Alors que la taxe sur le bourbon américain pouvait rapporter à 500 millions d’euros par an à l’Europe, celle que prévoit Trump sur les seuls vins et spiritueux français exportés aux Etats-Unis s’élèverait à 4 milliards d’euros à exportations constantes. Mais le plus gros danger proviendrait du recul de nos exportations de vins, de cognac et d’armagnac. Selon Eric Le Gall, président du syndicat des maisons du cognac, s’ils subissaient une taxe de 200%, les producteurs français perdraient « les trois quart de leur clientèle » aux États-Unis et « une grosse part de leur chiffre d’affaires ».

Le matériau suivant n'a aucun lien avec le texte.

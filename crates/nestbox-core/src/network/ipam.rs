//! Container address pool.
//!
//! The pool is plain data: persistence and locking belong to the state
//! repository, which hands a loaded pool to a closure under an exclusive
//! lock and writes it back afterwards.

use std::collections::BTreeMap;
use std::net::Ipv4Addr;

use nestbox_common::config::NetworkConfig;
use nestbox_common::constants::{FIRST_CONTAINER_OCTET, LAST_CONTAINER_OCTET};
use nestbox_common::error::{NestboxError, Result};
use serde::{Deserialize, Serialize};

/// Host octets handed out to containers in the /24.
#[derive(Debug, Clone, PartialEq, Eq, Serialize, Deserialize)]
pub struct IpPool {
    /// Container id to assigned address.
    pub allocated: BTreeMap<String, Ipv4Addr>,
    /// Host octet the next scan starts from.
    pub next_candidate: u8,
}

impl Default for IpPool {
    fn default() -> Self {
        Self {
            allocated: BTreeMap::new(),
            next_candidate: FIRST_CONTAINER_OCTET,
        }
    }
}

impl IpPool {
    /// Returns the address for `container_id`, assigning one if needed.
    ///
    /// Calling this again for the same id returns the same address. New
    /// addresses are found by a first-fit scan that starts at the cursor and
    /// wraps from `.254` back to `.2`, so released addresses are reused once
    /// the top of the range has been reached.
    ///
    /// # Errors
    ///
    /// Returns [`NestboxError::PoolExhausted`] when every container address
    /// is taken.
    pub fn allocate(&mut self, container_id: &str, net: &NetworkConfig) -> Result<Ipv4Addr> {
        if let Some(ip) = self.allocated.get(container_id) {
            return Ok(*ip);
        }

        let start = self.cursor();
        for offset in 0..Self::capacity() {
            let octet = wrap(start, offset);
            let candidate = net.host(octet);
            if self.allocated.values().any(|ip| *ip == candidate) {
                continue;
            }
            let _ = self.allocated.insert(container_id.to_string(), candidate);
            self.next_candidate = wrap(octet, 1);
            tracing::debug!(id = container_id, ip = %candidate, "address allocated");
            return Ok(candidate);
        }

        Err(NestboxError::PoolExhausted { subnet: net.cidr() })
    }

    /// Returns the address held by `container_id` to the pool.
    pub fn release(&mut self, container_id: &str) -> Option<Ipv4Addr> {
        let ip = self.allocated.remove(container_id);
        if let Some(ip) = ip {
            tracing::debug!(id = container_id, %ip, "address released");
        }
        ip
    }

    /// Address currently held by `container_id`, if any.
    #[must_use]
    pub fn get(&self, container_id: &str) -> Option<Ipv4Addr> {
        self.allocated.get(container_id).copied()
    }

    /// Number of addresses available to containers.
    #[must_use]
    pub const fn capacity() -> u8 {
        LAST_CONTAINER_OCTET - FIRST_CONTAINER_OCTET + 1
    }

    fn cursor(&self) -> u8 {
        if (FIRST_CONTAINER_OCTET..=LAST_CONTAINER_OCTET).contains(&self.next_candidate) {
            self.next_candidate
        } else {
            FIRST_CONTAINER_OCTET
        }
    }
}

fn wrap(octet: u8, offset: u8) -> u8 {
    let span = u16::from(IpPool::capacity());
    let index = (u16::from(octet - FIRST_CONTAINER_OCTET) + u16::from(offset)) % span;
    // index < span <= 253, so the sum stays within u8.
    FIRST_CONTAINER_OCTET + u8::try_from(index).unwrap_or(0)
}
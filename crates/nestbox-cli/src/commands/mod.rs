//! CLI command definitions and dispatch.

pub mod inspect;
pub mod logs;
pub mod ps;
pub mod rm;
pub mod run;
pub mod stop;

use std::path::PathBuf;
use std::process::ExitCode;

use clap::{Parser, Subcommand};
use nestbox_common::config::RuntimeConfig;
use nestbox_common::constants::{DEFAULT_CGROUP_ROOT, DEFAULT_STATE_DIR};
use nestbox_runtime::engine::Engine;

/// Nestbox: a minimal Linux container runtime.
#[derive(Parser, Debug)]
#[command(name = "nbx", version, about, long_about = None)]
pub struct Cli {
    /// Subcommand to execute.
    #[command(subcommand)]
    pub command: Command,

    /// Directory holding container records, logs, and the IP pool.
    #[arg(long, global = true, env = "NBX_STATE_DIR", default_value = DEFAULT_STATE_DIR)]
    pub state_dir: PathBuf,

    /// Parent cgroup under which container scopes are created.
    #[arg(long, global = true, env = "NBX_CGROUP_ROOT", default_value = DEFAULT_CGROUP_ROOT)]
    pub cgroup_root: PathBuf,

    /// Log runtime diagnostics at debug level.
    #[arg(long, global = true)]
    pub verbose: bool,
}

impl Cli {
    /// Runtime configuration assembled from the global flags.
    #[must_use]
    pub fn config(&self) -> RuntimeConfig {
        let mut config = RuntimeConfig::with_state_dir(&self.state_dir);
        config.cgroup_root.clone_from(&self.cgroup_root);
        config
    }
}

/// Available CLI subcommands.
#[derive(Subcommand, Debug)]
pub enum Command {
    /// Run a command in a new container.
    Run(run::RunArgs),
    /// List containers.
    Ps(ps::PsArgs),
    /// Stop a running container.
    Stop(stop::StopArgs),
    /// Remove a stopped container and its log.
    Rm(rm::RmArgs),
    /// Print a container's log.
    Logs(logs::LogsArgs),
    /// Print a container's full record as JSON.
    Inspect(inspect::InspectArgs),
}

/// Dispatches the parsed CLI command to its handler.
///
/// Only a foreground `run` produces a non-zero success code: the exit code
/// of the container's command.
///
/// # Errors
///
/// Returns an error if the command execution fails.
pub fn execute(cli: Cli) -> anyhow::Result<ExitCode> {
    let engine = Engine::new(cli.config())?;
    match cli.command {
        Command::Run(args) => run::execute(&engine, args),
        Command::Ps(args) => ps::execute(&engine, &args).map(|()| ExitCode::SUCCESS),
        Command::Stop(args) => stop::execute(&engine, &args).map(|()| ExitCode::SUCCESS),
        Command::Rm(args) => rm::execute(&engine, &args).map(|()| ExitCode::SUCCESS),
        Command::Logs(args) => logs::execute(&engine, &args).map(|()| ExitCode::SUCCESS),
        Command::Inspect(args) => inspect::execute(&engine, &args).map(|()| ExitCode::SUCCESS),
    }
}

#[cfg(test)]
mod tests {
    use super::*;

    #[test]
    fn global_flags_reach_the_config() {
        let cli = Cli::try_parse_from([
            "nbx",
            "ps",
            "--state-dir",
            "/tmp/nbx-state",
            "--cgroup-root",
            "/sys/fs/cgroup/test",
        ])
        .expect("parse");
        let config = cli.config();
        assert_eq!(config.state_dir, PathBuf::from("/tmp/nbx-state"));
        assert_eq!(config.cgroup_root, PathBuf::from("/sys/fs/cgroup/test"));
    }

    #[test]
    fn run_requires_a_command() {
        assert!(Cli::try_parse_from(["nbx", "run", "--detach"]).is_err());
    }

    #[test]
    fn run_keeps_command_flags_for_the_container() {
        let cli = Cli::try_parse_from([
            "nbx", "run", "--memory-limit", "512M", "-v", "/a:/b", "ls", "-la", "/",
        ])
        .expect("parse");
        let Command::Run(args) = cli.command else {
            unreachable!("expected run");
        };
        assert_eq!(args.memory_limit.as_deref(), Some("512M"));
        assert_eq!(args.volume, ["/a:/b"]);
        assert_eq!(args.command, ["ls", "-la", "/"]);
        assert!(!args.detach);
    }
}
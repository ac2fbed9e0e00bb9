//! `nbx stop`: Stop a running container.

use clap::Args;
use nestbox_runtime::engine::{Engine, StopOutcome};

/// Arguments for the `stop` command.
#[derive(Args, Debug)]
pub struct StopArgs {
    /// Container id or unambiguous prefix.
    pub container: String,
}

/// Executes the `stop` command.
///
/// # Errors
///
/// Returns an error if the id does not resolve or the record cannot be
/// updated.
pub fn execute(engine: &Engine, args: &StopArgs) -> anyhow::Result<()> {
    match engine.stop(&args.container)? {
        StopOutcome::Stopped => println!("{}", args.container),
        StopOutcome::NotRunning(status) => {
            eprintln!("container {} is not running ({status})", args.container);
        }
    }
    Ok(())
}
//! Process orchestration on the host side of `clone(2)`.
//!
//! [`start`] takes a validated run request to a running, isolated init
//! process: cgroup scope first, then the clone with every namespace at
//! once, then id maps, cgroup membership and networking for the new PID,
//! and finally the handshake that lets the child isolate itself.

use std::fs::File;
use std::io::{Read, Write};
use std::os::fd::{AsFd, OwnedFd};
use std::path::{Path, PathBuf};
use std::thread::JoinHandle;

use chrono::Utc;
use nestbox_common::config::RuntimeConfig;
use nestbox_common::error::{NestboxError, Result};
use nestbox_common::types::{ContainerId, ContainerStatus, ResourceLimits, VolumeSpec};
use nestbox_core::cgroup::CgroupScope;
use nestbox_core::namespace::NamespaceConfig;
use nestbox_core::namespace::user::{IdMap, write_id_maps};
use nestbox_core::sync::{self, ChildMessage, ParentEnd, ParentMessage};
use nix::fcntl::OFlag;
use nix::sys::signal::{Signal, kill};
use nix::sys::wait::waitpid;
use nix::unistd::Pid;

use crate::container::ContainerRecord;
use crate::init::{self, InitSpec};
use crate::logs;
use crate::network::NetworkManager;
use crate::state::StateStore;

const STACK_SIZE: usize = 1024 * 1024;
const DEV_NULL: &str = "/dev/null";

/// A request to run one command in a new container.
#[derive(Debug, Clone, PartialEq, Eq)]
pub struct RunRequest {
    /// Command and arguments; must not be empty.
    pub command: Vec<String>,
    /// CPU and memory limits.
    pub limits: ResourceLimits,
    /// Volumes to bind-mount.
    pub volumes: Vec<VolumeSpec>,
    /// Absolute path of the root filesystem.
    pub rootfs: PathBuf,
    /// Return as soon as the container runs instead of waiting for it.
    pub detached: bool,
}

impl RunRequest {
    /// Rejects requests that would fail before any resource is touched.
    ///
    /// # Errors
    ///
    /// Returns [`NestboxError::InvalidInput`] for an empty command, a
    /// missing rootfs, or an invalid volume.
    pub fn validate(&self) -> Result<()> {
        if self.command.first().is_none_or(String::is_empty) {
            return Err(NestboxError::invalid("command cannot be empty"));
        }
        if !self.rootfs.is_dir() {
            return Err(NestboxError::invalid(format!(
                "rootfs not found: {}",
                self.rootfs.display()
            )));
        }
        for volume in &self.volumes {
            volume.validate()?;
        }
        Ok(())
    }
}

/// A container whose init process completed setup.
#[derive(Debug)]
pub struct Launched {
    /// The persisted record as of startup.
    pub record: ContainerRecord,
    /// Host PID of the init process.
    pub pid: Pid,
    pumps: Vec<JoinHandle<()>>,
}

impl Launched {
    /// Waits until the container's output has been fully copied to the log
    /// and terminal. Only foreground runs have output pumps.
    pub fn drain_output(&mut self) {
        for pump in self.pumps.drain(..) {
            if pump.join().is_err() {
                tracing::warn!("output pump panicked");
            }
        }
    }
}

#[cfg(test)]
impl Launched {
    /// Wraps an already running child of this process, without output pumps.
    pub(crate) fn adopt(record: ContainerRecord, pid: Pid) -> Self {
        Self {
            record,
            pid,
            pumps: Vec::new(),
        }
    }
}

/// Where the child's standard streams point after `clone(2)`.
struct ChildStdio {
    stdin: Option<OwnedFd>,
    stdout: OwnedFd,
    stderr: OwnedFd,
}

impl ChildStdio {
    fn as_fds(&self) -> init::StdioFds<'_> {
        init::StdioFds {
            stdin: self.stdin.as_ref().map(AsFd::as_fd),
            stdout: self.stdout.as_fd(),
            stderr: self.stderr.as_fd(),
        }
    }
}

/// Starts a container and returns once its command is running.
///
/// # Errors
///
/// Returns an error if the request is invalid, or a fatal setup step on
/// either side of the clone fails. Everything acquired up to that point is
/// released before returning.
pub fn start(
    config: &RuntimeConfig,
    store: &StateStore,
    network: &NetworkManager,
    request: RunRequest,
) -> Result<Launched> {
    request.validate()?;
    let id = ContainerId::generate();
    tracing::info!(id = %id, command = ?request.command, "starting container");

    let scope = CgroupScope::create(&config.cgroup_root, id.as_str())
        .map_err(|e| NestboxError::setup("cgroup", e))?;
    if let Err(e) = scope.apply_limits(&request.limits, config.pids_max) {
        scope.destroy();
        return Err(NestboxError::setup("cgroup", e));
    }

    let log_file_path = logs::log_path(&config.logs_dir(), id.as_str());
    let (stdio, pumps_src) = match prepare_stdio(&log_file_path, request.detached) {
        Ok(v) => v,
        Err(e) => {
            discard(&scope, &log_file_path);
            return Err(e);
        }
    };

    let namespaces = NamespaceConfig::for_caller();
    let spawned = {
        let spec = InitSpec {
            command: request.command.clone(),
            hostname: config.hostname.clone(),
            volumes: request.volumes.clone(),
            rootfs: request.rootfs.clone(),
            stdio: stdio.as_fds(),
        };
        spawn_init(&spec, namespaces)
    };
    drop(stdio);
    let (mut parent, pid) = match spawned {
        Ok(v) => v,
        Err(e) => {
            discard(&scope, &log_file_path);
            return Err(e);
        }
    };
    tracing::info!(id = %id, pid = pid.as_raw(), "container process cloned");

    let host_pid = pid_u32(pid);
    let early = if namespaces.user {
        let uid = nix::unistd::getuid().as_raw();
        let gid = nix::unistd::getgid().as_raw();
        write_id_maps(host_pid, IdMap::root_to(uid), IdMap::root_to(gid))
            .map_err(|e| NestboxError::setup("id-map", e))
    } else {
        Ok(())
    };
    let early = early.and_then(|()| {
        scope
            .add_process(host_pid)
            .map_err(|e| NestboxError::setup("cgroup", e))
    });
    if let Err(e) = early {
        abort_child(&mut parent, pid, &e);
        discard(&scope, &log_file_path);
        return Err(e);
    }

    let pumps = pumps_src
        .map(|src| src.spawn(&log_file_path))
        .transpose()
        .unwrap_or_else(|e| {
            tracing::warn!(error = %e, "container output will not be copied to the log");
            None
        })
        .unwrap_or_default();

    let mut record = ContainerRecord {
        id: id.clone(),
        pid: host_pid,
        status: ContainerStatus::Running,
        created_at: Utc::now(),
        command: request.command,
        veth_host_name: None,
        veth_peer_name: None,
        container_ip: None,
        log_file_path,
        detached: request.detached,
        cgroup_path: scope.path().to_path_buf(),
        rootfs_path: request.rootfs,
        limits: request.limits,
        volumes: request.volumes,
        exit_code: None,
    };
    if let Err(e) = store.save(&record) {
        abort_child(&mut parent, pid, &e);
        for pump in pumps {
            let _ = pump.join();
        }
        discard(&scope, &record.log_file_path);
        return Err(e);
    }

    let assignment = match network.attach(store, &id, host_pid) {
        Ok((pair, assignment)) => {
            record.veth_host_name = Some(pair.host);
            record.veth_peer_name = Some(pair.peer);
            record.container_ip = Some(assignment.address);
            let (host, peer, ip) = (
                record.veth_host_name.clone(),
                record.veth_peer_name.clone(),
                record.container_ip,
            );
            if let Err(e) = store.update(&id, |r| {
                r.veth_host_name = host;
                r.veth_peer_name = peer;
                r.container_ip = ip;
                Ok(())
            }) {
                tracing::warn!(id = %id, error = %e, "failed to persist network details");
            }
            Some(assignment)
        }
        Err(e) => {
            tracing::warn!(id = %id, error = %e, "network setup failed, container runs without network");
            None
        }
    };

    if let Err(e) = parent.send(&ParentMessage::Ready { network: assignment }) {
        tracing::debug!(id = %id, error = %e, "child gone before ready");
    }

    let failure = match parent.recv() {
        Ok(Some(ChildMessage::Started)) => None,
        Ok(Some(ChildMessage::SetupFailed { step, message })) => {
            Some(NestboxError::Setup { step, message })
        }
        Ok(None) => Some(NestboxError::setup("init", "container exited during setup")),
        Err(e) => Some(e),
    };
    if let Some(e) = failure {
        tracing::error!(id = %id, error = %e, "container setup failed");
        let code = reap(pid);
        for pump in pumps {
            let _ = pump.join();
        }
        network.release(store, &id, record.veth_host_name.as_deref());
        scope.destroy();
        if let Err(err) = store.update(&id, |r| {
            r.status = ContainerStatus::Exited;
            r.exit_code = code;
            Ok(())
        }) {
            tracing::warn!(id = %id, error = %err, "failed to record setup failure");
        }
        return Err(e);
    }

    tracing::info!(id = %id, pid = host_pid, ip = ?record.container_ip, "container running");
    Ok(Launched { record, pid, pumps })
}

/// Undoes host-side setup for a container that has no record to show for it.
fn discard(scope: &CgroupScope, log_file_path: &Path) {
    scope.destroy();
    if let Err(e) = logs::remove_log(log_file_path) {
        tracing::debug!(path = %log_file_path.display(), error = %e, "log not removed");
    }
}

fn spawn_init(spec: &InitSpec<'_>, namespaces: NamespaceConfig) -> Result<(ParentEnd, Pid)> {
    let (parent, child) = sync::channel()?;
    let mut child = Some(child);
    let mut stack = vec![0u8; STACK_SIZE];

    let callback = Box::new(|| -> isize {
        child
            .take()
            .map_or(1, |channel| isize::try_from(init::run(spec, channel)).unwrap_or(1))
    });
    // SAFETY: no output pumps exist yet, and the only other thread the CLI
    // may run (the interrupt watcher) sits in a blocking read holding no
    // locks, so the child's copy of the address space is consistent. The
    // callback only touches data it was handed and exits the child when it
    // returns.
    let pid = unsafe {
        nix::sched::clone(
            callback,
            &mut stack,
            namespaces.clone_flags(),
            Some(libc::SIGCHLD),
        )
    }
    .map_err(|e| NestboxError::setup("clone", e))?;

    drop(child);
    Ok((parent, pid))
}

fn abort_child(parent: &mut ParentEnd, pid: Pid, cause: &NestboxError) {
    let _ = parent.send(&ParentMessage::Abort {
        reason: cause.to_string(),
    });
    let _ = kill(pid, Signal::SIGKILL);
    let _ = reap(pid);
}

/// Waits for `pid` and returns its exit code, `128 + signal` if killed.
pub(crate) fn reap(pid: Pid) -> Option<i32> {
    loop {
        match waitpid(pid, None) {
            Ok(status) => {
                if let Some(code) = exit_code(status) {
                    return Some(code);
                }
            }
            Err(nix::errno::Errno::EINTR) => {}
            Err(_) => return None,
        }
    }
}

/// Exit code for a terminal wait status.
pub(crate) fn exit_code(status: nix::sys::wait::WaitStatus) -> Option<i32> {
    use nix::sys::wait::WaitStatus;
    match status {
        WaitStatus::Exited(_, code) => Some(code),
        WaitStatus::Signaled(_, sig, _) => Some(128 + sig as i32),
        _ => None,
    }
}

fn pid_u32(pid: Pid) -> u32 {
    u32::try_from(pid.as_raw()).unwrap_or_default()
}

/// Read ends of the foreground output pipes.
struct OutputPipes {
    stdout: OwnedFd,
    stderr: OwnedFd,
}

impl OutputPipes {
    fn spawn(self, log_path: &Path) -> Result<Vec<JoinHandle<()>>> {
        let log = logs::open_for_append(log_path)?;
        let log_err = log.try_clone().map_err(|e| NestboxError::io(log_path, e))?;
        Ok(vec![
            pump(File::from(self.stdout), log, std::io::stdout()),
            pump(File::from(self.stderr), log_err, std::io::stderr()),
        ])
    }
}

/// Copies everything from `src` to both the log and the terminal.
fn pump<W: Write + Send + 'static>(mut src: File, mut log: File, mut term: W) -> JoinHandle<()> {
    std::thread::spawn(move || {
        let mut buf = [0u8; 8192];
        loop {
            let n = match src.read(&mut buf) {
                Ok(0) => break,
                Ok(n) => n,
                Err(e) if e.kind() == std::io::ErrorKind::Interrupted => continue,
                Err(_) => break,
            };
            let _ = log.write_all(&buf[..n]);
            let _ = term.write_all(&buf[..n]).and_then(|()| term.flush());
        }
    })
}

fn prepare_stdio(log_path: &Path, detached: bool) -> Result<(ChildStdio, Option<OutputPipes>)> {
    if detached {
        let log = logs::open_for_append(log_path)?;
        let log_err = log.try_clone().map_err(|e| NestboxError::io(log_path, e))?;
        let null = File::open(DEV_NULL).map_err(|e| NestboxError::io(DEV_NULL, e))?;
        let stdio = ChildStdio {
            stdin: Some(null.into()),
            stdout: log.into(),
            stderr: log_err.into(),
        };
        return Ok((stdio, None));
    }

    let (out_r, out_w) = pipe()?;
    let (err_r, err_w) = pipe()?;
    let stdio = ChildStdio {
        stdin: None,
        stdout: out_w,
        stderr: err_w,
    };
    Ok((
        stdio,
        Some(OutputPipes {
            stdout: out_r,
            stderr: err_r,
        }),
    ))
}

fn pipe() -> Result<(OwnedFd, OwnedFd)> {
    nix::unistd::pipe2(OFlag::O_CLOEXEC).map_err(|e| NestboxError::setup("stdio", e))
}
//! CPU resource control via cgroups v2.
//!
//! Manages `cpu.max`.

use std::path::Path;

use nestbox_common::error::{NestboxError, Result};
use nestbox_common::limits::CpuLimit;

/// Sets the CPU bandwidth limit.
///
/// Writes `quota_us period_us` to `cpu.max`, where `quota_us` is the
/// maximum CPU time allowed per `period_us` window (`max` when unlimited).
///
/// # Errors
///
/// Returns an error if writing to `cpu.max` fails.
pub fn set_cpu_max(cgroup_path: &Path, limit: &CpuLimit) -> Result<()> {
    let file = cgroup_path.join("cpu.max");
    let value = limit.to_cgroup();
    std::fs::write(&file, &value).map_err(|e| NestboxError::io(file, e))?;
    tracing::debug!(cpu_max = %value, "CPU max quota set");
    Ok(())
}
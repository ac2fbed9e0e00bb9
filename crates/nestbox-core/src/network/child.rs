//! Interface configuration from inside the container's network namespace.

use nestbox_common::error::Result;

use super::NetworkAssignment;
use super::driver::{IpCommand, NetworkDriver};

/// Brings up loopback and the container's veth end, then routes through
/// the bridge.
///
/// The peer is looked up by type because a moved interface may be renamed;
/// if the scan finds nothing the assigned name is used as is. Failing to add
/// the address or the route is logged and tolerated, leaving the container
/// with partial connectivity.
///
/// # Errors
///
/// Returns an error if the veth cannot be brought up.
pub fn configure_self(assignment: &NetworkAssignment) -> Result<()> {
    let ip = IpCommand::new();
    if let Err(e) = ip.set_up("lo") {
        tracing::warn!(error = %e, "failed to bring up loopback");
    }

    let iface = match ip.ip(&["-o", "link", "show", "type", "veth"]) {
        Ok(out) => first_veth(&out),
        Err(e) => {
            tracing::warn!(error = %e, "veth scan failed");
            None
        }
    }
    .unwrap_or_else(|| {
        tracing::warn!(iface = %assignment.interface, "no veth found by scan, using assigned name");
        assignment.interface.clone()
    });

    ip.set_up(&iface)?;
    if let Err(e) = ip.add_address(&iface, &assignment.cidr()) {
        tracing::warn!(iface = %iface, error = %e, "failed to assign address");
    }
    let gateway = assignment.gateway.to_string();
    if let Err(e) = ip.ip(&["route", "add", "default", "via", &gateway]) {
        tracing::warn!(gateway = %gateway, error = %e, "failed to add default route");
    }

    tracing::info!(iface = %iface, ip = %assignment.address, "container network configured");
    Ok(())
}

/// First interface name in `ip -o link show` output, without the `@ifN`
/// peer suffix, e.g. `2: vethc1a2b3c4d@if7: <BROADCAST,...>`.
fn first_veth(output: &str) -> Option<String> {
    output.lines().find_map(|line| {
        let name = line.split(':').nth(1)?.trim();
        let name = name.split('@').next().unwrap_or(name);
        (!name.is_empty()).then(|| name.to_string())
    })
}

#[cfg(test)]
mod tests {
    use super::*;

    #[test]
    fn peer_suffix_is_stripped() {
        let out = "7: vethc1a2b3c4d@if8: <BROADCAST,MULTICAST> mtu 1500 qdisc noop state DOWN\n";
        assert_eq!(first_veth(out).as_deref(), Some("vethc1a2b3c4d"));
    }

    #[test]
    fn name_without_suffix_is_kept() {
        let out = "3: eth0: <BROADCAST,MULTICAST,UP> mtu 1500\n";
        assert_eq!(first_veth(out).as_deref(), Some("eth0"));
    }

    #[test]
    fn first_of_several_interfaces_wins() {
        let out = "4: vethcaaaa@if5: <...>\n6: vethcbbbb@if7: <...>\n";
        assert_eq!(first_veth(out).as_deref(), Some("vethcaaaa"));
    }

    #[test]
    fn empty_scan_yields_none() {
        assert_eq!(first_veth(""), None);
        assert_eq!(first_veth("garbage\n"), None);
    }
}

Quand l’élevage passe de l’excédent commercial au déficit
Dans l’élevage, les filières de la viande porcine, de la viande bovine et des produits laitiers sont en train de passer d’un excédent commercial annuel vers un déficit, souvent du fait de l’augmentation des volumes de produits importés par la grande distribution dans le seul but de faire chuter les prix payés aux éleveurs en France. Un poulet sur deux consommé en France est importé désormais, alors que notre pays est le premier producteur de céréales consommées par les poulets. Pour les trois premiers mois de 2025, FranceAgriMer constate une baisse de la collecte de lait de vache en raison de prix trop bas et des maladies contagieuses qui touchent une partie des vaches laitières. Comme elle touche aussi les vaches allaitantes en provoquant des avortements, les naissances de veaux vont encore diminuer dans le courant de cette année.
Telle est la situation de notre agriculture près de huit ans après l’arrivée d’Emmanuel Macron à l’Élysée. La promesse qu’il fit à Rungis le 11 octobre 2017 de modifier la loi pour « inverser cette construction du prix qui doit pouvoir partir des coûts de production » n’a jamais été tenue et notre souveraineté alimentaire continue de reculer.